Our patient tolerated the toxicities associated with her treatment, and our observed pharmacokinetic results suggest that her ability to clear the drug was relatively low at approximately 59 % of the reported population average. Based on our post hoc assessment of ultrafilterable clearance, the 66 % dose reduction resulted in an exposure that is comparable to patients with normal renal function treated with a regular dose [19].

To our knowledge, the pharmacokinetics of 5-fluorouracil have not been evaluated in the peritoneal dialysate/intra-abdominal compartment following intravenous administration. In our patient, 5-fluorouracil concentrations in the dialysate increase while plasma 5-fluorouracil concentrations remain at a relatively steady state. Dialysate exposure to 5-fluorouracil is approximately 24 % of plasma exposure; however, only 0.072 % of the dose was cleared by means of dialysis, whereas approximately 10 % of 5-fluorouracil is thought to be excreted through the kidney under normal conditions [20]. The average 5-fluorouracil clearance is reported to be 2–3 L/min/m2, compared to the 1.3 L/min/m2 observed in our patient.
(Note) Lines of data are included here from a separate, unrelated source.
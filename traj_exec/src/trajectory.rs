//! # Trajectory module
//!
//! A trajectory is the time-parameterised sequence of reference states the
//! controller tracks. Trajectories are generated offline and loaded here,
//! either directly from a `Vec<TrajectoryState>` or from the generator's CSV
//! output.

// ---------------------------------------------------------------------------
// IMPORTS
// ---------------------------------------------------------------------------

// External
use log::debug;
use serde::{Deserialize, Serialize};
use std::fs::File;
use std::io::Read;
use std::path::Path;

// Internal
use crate::geom::{Pose, Translation};
use util::maths::lerp;

// ---------------------------------------------------------------------------
// DATA STRUCTURES
// ---------------------------------------------------------------------------

/// A single reference state on a trajectory.
#[derive(Debug, Copy, Clone, PartialEq, Default, Serialize, Deserialize)]
pub struct TrajectoryState {
    /// Time since the start of the trajectory.
    ///
    /// Units: seconds
    pub time_s: f64,

    /// Reference pose. The heading is the direction of travel.
    pub pose: Pose,

    /// Speed along the direction of travel.
    ///
    /// Units: meters/second
    pub velocity_ms: f64,

    /// Acceleration along the direction of travel.
    ///
    /// Units: meters/second^2
    pub accel_mss: f64,
}

/// A non-empty sequence of trajectory states in time order.
#[derive(Debug, Clone)]
pub struct Trajectory {
    states: Vec<TrajectoryState>,
}

/// One row of the generator's trajectory CSV. The `position` and `jerk`
/// columns are not used.
#[derive(Debug, Deserialize)]
struct CsvRow {
    dt: f64,
    x: f64,
    y: f64,
    velocity: f64,
    acceleration: f64,
    heading: f64,
}

// ---------------------------------------------------------------------------
// ENUMERATIONS
// ---------------------------------------------------------------------------

#[derive(Debug, thiserror::Error)]
pub enum TrajectoryError {
    #[error("A trajectory must contain at least one state")]
    Empty,

    #[error("The state at index {index} has a non-finite time")]
    NonFiniteTime { index: usize },

    #[error("The state at index {index} is earlier than the state before it")]
    NonMonotonicTime { index: usize },

    #[error("Could not open the trajectory file: {0}")]
    Io(#[from] std::io::Error),

    #[error("Could not parse the trajectory CSV: {0}")]
    Csv(#[from] csv::Error),
}

// ---------------------------------------------------------------------------
// IMPLEMENTATIONS
// ---------------------------------------------------------------------------

impl TrajectoryState {
    pub fn new(time_s: f64, pose: Pose, velocity_ms: f64, accel_mss: f64) -> Self {
        Self {
            time_s,
            pose,
            velocity_ms,
            accel_mss,
        }
    }

    /// Interpolate between this state and `other`.
    ///
    /// `t = 0` gives `self` and `t = 1` gives `other`. The heading follows
    /// the shortest arc.
    pub fn interpolate(&self, other: &TrajectoryState, t: f64) -> TrajectoryState {
        TrajectoryState {
            time_s: lerp(self.time_s, other.time_s, t),
            pose: Pose::new(
                Translation::new(
                    lerp(self.pose.x_m(), other.pose.x_m(), t),
                    lerp(self.pose.y_m(), other.pose.y_m(), t),
                ),
                self.pose.rotation.interpolate(&other.pose.rotation, t),
            ),
            velocity_ms: lerp(self.velocity_ms, other.velocity_ms, t),
            accel_mss: lerp(self.accel_mss, other.accel_mss, t),
        }
    }
}

impl Trajectory {
    /// Create a new trajectory.
    ///
    /// Timestamps must be finite and must not decrease, repeated timestamps
    /// are allowed.
    pub fn new(states: Vec<TrajectoryState>) -> Result<Self, TrajectoryError> {
        if states.is_empty() {
            return Err(TrajectoryError::Empty);
        }

        if let Some(index) = states.iter().position(|s| !s.time_s.is_finite()) {
            return Err(TrajectoryError::NonFiniteTime { index });
        }

        for (i, pair) in states.windows(2).enumerate() {
            if pair[1].time_s < pair[0].time_s {
                return Err(TrajectoryError::NonMonotonicTime { index: i + 1 });
            }
        }

        Ok(Self { states })
    }

    /// Load a trajectory from a CSV file produced by the trajectory
    /// generator.
    pub fn from_csv_path<P: AsRef<Path>>(path: P) -> Result<Self, TrajectoryError> {
        let file = File::open(path.as_ref())?;
        let traj = Self::from_csv_reader(file)?;

        debug!(
            "Loaded {} trajectory states ({:.3} s) from {:?}",
            traj.len(),
            traj.total_time_s(),
            path.as_ref()
        );

        Ok(traj)
    }

    /// Load a trajectory from CSV data.
    ///
    /// The data must have a header row naming the columns `dt, x, y,
    /// position, velocity, acceleration, jerk, heading`. Each row's time is
    /// the sum of the `dt` of all preceding rows, so the first state is at
    /// zero. Headings are in radians.
    pub fn from_csv_reader<R: Read>(reader: R) -> Result<Self, TrajectoryError> {
        let mut rdr = csv::ReaderBuilder::new().trim(csv::Trim::All).from_reader(reader);

        let mut states = Vec::new();
        let mut time_s = 0.0;

        for row in rdr.deserialize() {
            let row: CsvRow = row?;

            states.push(TrajectoryState::new(
                time_s,
                Pose::from_xy_heading(row.x, row.y, row.heading),
                row.velocity,
                row.acceleration,
            ));

            time_s += row.dt;
        }

        Self::new(states)
    }

    pub fn states(&self) -> &[TrajectoryState] {
        &self.states
    }

    pub fn iter(&self) -> std::slice::Iter<'_, TrajectoryState> {
        self.states.iter()
    }

    pub fn len(&self) -> usize {
        self.states.len()
    }

    /// Always false, trajectories can't be empty.
    pub fn is_empty(&self) -> bool {
        self.states.is_empty()
    }

    /// The pose at the start of the trajectory.
    pub fn initial_pose(&self) -> Pose {
        self.first().pose
    }

    /// The time of the last state.
    ///
    /// Units: seconds
    pub fn total_time_s(&self) -> f64 {
        self.last().time_s
    }

    /// Get the reference state at the given time.
    ///
    /// Times before the first state give the first state and times after the
    /// last give the last. Between states the translation, velocity and
    /// acceleration are linearly interpolated and the heading follows the
    /// shortest arc.
    ///
    /// A NaN time gives a state with NaN pose, velocity and acceleration,
    /// except on a single-state trajectory which always gives that state.
    pub fn sample(&self, time_s: f64) -> TrajectoryState {
        let first = self.first();
        let last = self.last();

        if time_s <= first.time_s || self.states.len() == 1 {
            return TrajectoryState { time_s, ..*first };
        }
        if time_s >= last.time_s {
            return TrajectoryState { time_s, ..*last };
        }

        // Index of the first state after `time_s`. For a time strictly
        // inside the range this is already in 1..len, the clamp only matters
        // for NaN, which fails every comparison.
        let upper = self
            .states
            .partition_point(|s| s.time_s <= time_s)
            .max(1)
            .min(self.states.len() - 1);
        let s0 = &self.states[upper - 1];
        let s1 = &self.states[upper];

        let span_s = s1.time_s - s0.time_s;
        if span_s <= 0.0 {
            return TrajectoryState { time_s, ..*s1 };
        }

        let mut state = s0.interpolate(s1, (time_s - s0.time_s) / span_s);
        state.time_s = time_s;
        state
    }

    fn first(&self) -> &TrajectoryState {
        &self.states[0]
    }

    fn last(&self) -> &TrajectoryState {
        &self.states[self.states.len() - 1]
    }
}

impl<'a> IntoIterator for &'a Trajectory {
    type Item = &'a TrajectoryState;
    type IntoIter = std::slice::Iter<'a, TrajectoryState>;

    fn into_iter(self) -> Self::IntoIter {
        self.states.iter()
    }
}

// ---------------------------------------------------------------------------
// TESTS
// ---------------------------------------------------------------------------

#[cfg(test)]
mod test {
    use super::*;
    use std::f64::consts::{FRAC_PI_2, PI};

    const EPS: f64 = 1e-9;

    fn line() -> Trajectory {
        Trajectory::new(vec![
            TrajectoryState::new(0.0, Pose::from_xy_heading(0.0, 0.0, 0.0), 0.0, 1.0),
            TrajectoryState::new(1.0, Pose::from_xy_heading(0.5, 0.0, 0.0), 1.0, 1.0),
            TrajectoryState::new(2.0, Pose::from_xy_heading(1.5, 1.0, FRAC_PI_2), 1.0, 0.0),
        ])
        .unwrap()
    }

    #[test]
    fn test_new_errors() {
        assert!(matches!(Trajectory::new(vec![]), Err(TrajectoryError::Empty)));

        let states = vec![
            TrajectoryState::new(0.0, Pose::default(), 0.0, 0.0),
            TrajectoryState::new(0.5, Pose::default(), 0.0, 0.0),
            TrajectoryState::new(0.5, Pose::default(), 0.0, 0.0),
            TrajectoryState::new(0.4, Pose::default(), 0.0, 0.0),
        ];
        assert!(matches!(
            Trajectory::new(states),
            Err(TrajectoryError::NonMonotonicTime { index: 3 })
        ));
    }

    #[test]
    fn test_new_rejects_non_finite_time() {
        for bad in [f64::INFINITY, f64::NEG_INFINITY, f64::NAN].iter() {
            let states = vec![
                TrajectoryState::new(0.0, Pose::default(), 0.0, 0.0),
                TrajectoryState::new(*bad, Pose::default(), 0.0, 0.0),
            ];
            assert!(matches!(
                Trajectory::new(states),
                Err(TrajectoryError::NonFiniteTime { index: 1 })
            ));
        }
    }

    #[test]
    fn test_sample_nan_time() {
        let s = line().sample(f64::NAN);
        assert!(s.time_s.is_nan());
        assert!(s.pose.x_m().is_nan());
        assert!(s.velocity_ms.is_nan());

        let single = Trajectory::new(vec![TrajectoryState::new(
            1.0,
            Pose::from_xy_heading(2.0, 3.0, 0.0),
            0.5,
            0.0,
        )])
        .unwrap();
        let s = single.sample(f64::NAN);
        assert!(s.time_s.is_nan());
        assert_eq!(s.pose.x_m(), 2.0);
    }

    #[test]
    fn test_accessors() {
        let traj = line();

        assert_eq!(traj.len(), 3);
        assert!(!traj.is_empty());
        assert_eq!(traj.total_time_s(), 2.0);
        assert_eq!(traj.initial_pose(), Pose::from_xy_heading(0.0, 0.0, 0.0));
        assert_eq!(traj.iter().count(), 3);
    }

    #[test]
    fn test_sample_clamps() {
        let traj = line();

        let before = traj.sample(-1.0);
        assert_eq!(before.pose, traj.states()[0].pose);
        assert_eq!(before.time_s, -1.0);

        let after = traj.sample(10.0);
        assert_eq!(after.pose, traj.states()[2].pose);
        assert_eq!(after.velocity_ms, 1.0);
    }

    #[test]
    fn test_sample_interpolates() {
        let traj = line();

        let s = traj.sample(0.5);
        assert!((s.pose.x_m() - 0.25).abs() < EPS);
        assert!((s.velocity_ms - 0.5).abs() < EPS);
        assert!((s.accel_mss - 1.0).abs() < EPS);

        let s = traj.sample(1.5);
        assert!((s.pose.x_m() - 1.0).abs() < EPS);
        assert!((s.pose.y_m() - 0.5).abs() < EPS);
        assert!((s.pose.heading_rad() - FRAC_PI_2 / 2.0).abs() < EPS);

        // Exact state times give the state itself
        let s = traj.sample(1.0);
        assert!((s.pose.x_m() - 0.5).abs() < EPS);
    }

    #[test]
    fn test_sample_heading_shortest_arc() {
        let traj = Trajectory::new(vec![
            TrajectoryState::new(0.0, Pose::from_xy_heading(0.0, 0.0, PI - 0.1), 0.0, 0.0),
            TrajectoryState::new(1.0, Pose::from_xy_heading(0.0, 0.0, -PI + 0.1), 0.0, 0.0),
        ])
        .unwrap();

        let s = traj.sample(0.5);
        assert!((s.pose.heading_rad().abs() - PI).abs() < EPS);
    }

    #[test]
    fn test_from_csv() {
        let data = "\
dt,x,y,position,velocity,acceleration,jerk,heading
0.02,0.0,0.0,0.0,0.0,5.0,0.0,0.0
0.02,0.001,0.0,0.001,0.1,5.0,0.0,0.0
0.02,0.004,0.001,0.004,0.2,5.0,0.0,0.1
";
        let traj = Trajectory::from_csv_reader(data.as_bytes()).unwrap();

        assert_eq!(traj.len(), 3);
        assert_eq!(traj.states()[0].time_s, 0.0);
        assert!((traj.states()[1].time_s - 0.02).abs() < EPS);
        assert!((traj.total_time_s() - 0.04).abs() < EPS);

        let last = traj.states()[2];
        assert_eq!(last.pose.x_m(), 0.004);
        assert_eq!(last.pose.y_m(), 0.001);
        assert_eq!(last.velocity_ms, 0.2);
        assert_eq!(last.accel_mss, 5.0);
        assert!((last.pose.heading_rad() - 0.1).abs() < EPS);
    }

    #[test]
    fn test_from_csv_errors() {
        let header_only = "dt,x,y,position,velocity,acceleration,jerk,heading\n";
        assert!(matches!(
            Trajectory::from_csv_reader(header_only.as_bytes()),
            Err(TrajectoryError::Empty)
        ));

        let bad = "dt,x,y,position,velocity,acceleration,jerk,heading\n0.02,a,0,0,0,0,0,0\n";
        assert!(matches!(
            Trajectory::from_csv_reader(bad.as_bytes()),
            Err(TrajectoryError::Csv(_))
        ));

        assert!(matches!(
            Trajectory::from_csv_path("/does/not/exist.csv"),
            Err(TrajectoryError::Io(_))
        ));
    }
}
The lower observed 5-fluorouracil clearance, however, may merely reflect the notoriously high between-subject variability seen with 5-fluorouracil clearance [21].

The fact that this is a report of a single-patient experience limits the generalizability of our results. Our data suggest that patients receiving CAPD should receive approximately 33 % of the standard dose of cisplatin. Elimination of all active platinum species by the end of the treatment cycle suggests that administration of subsequent cycles of cisplatin at the same dose should not cause adverse effects secondary to cisplatin accumulation.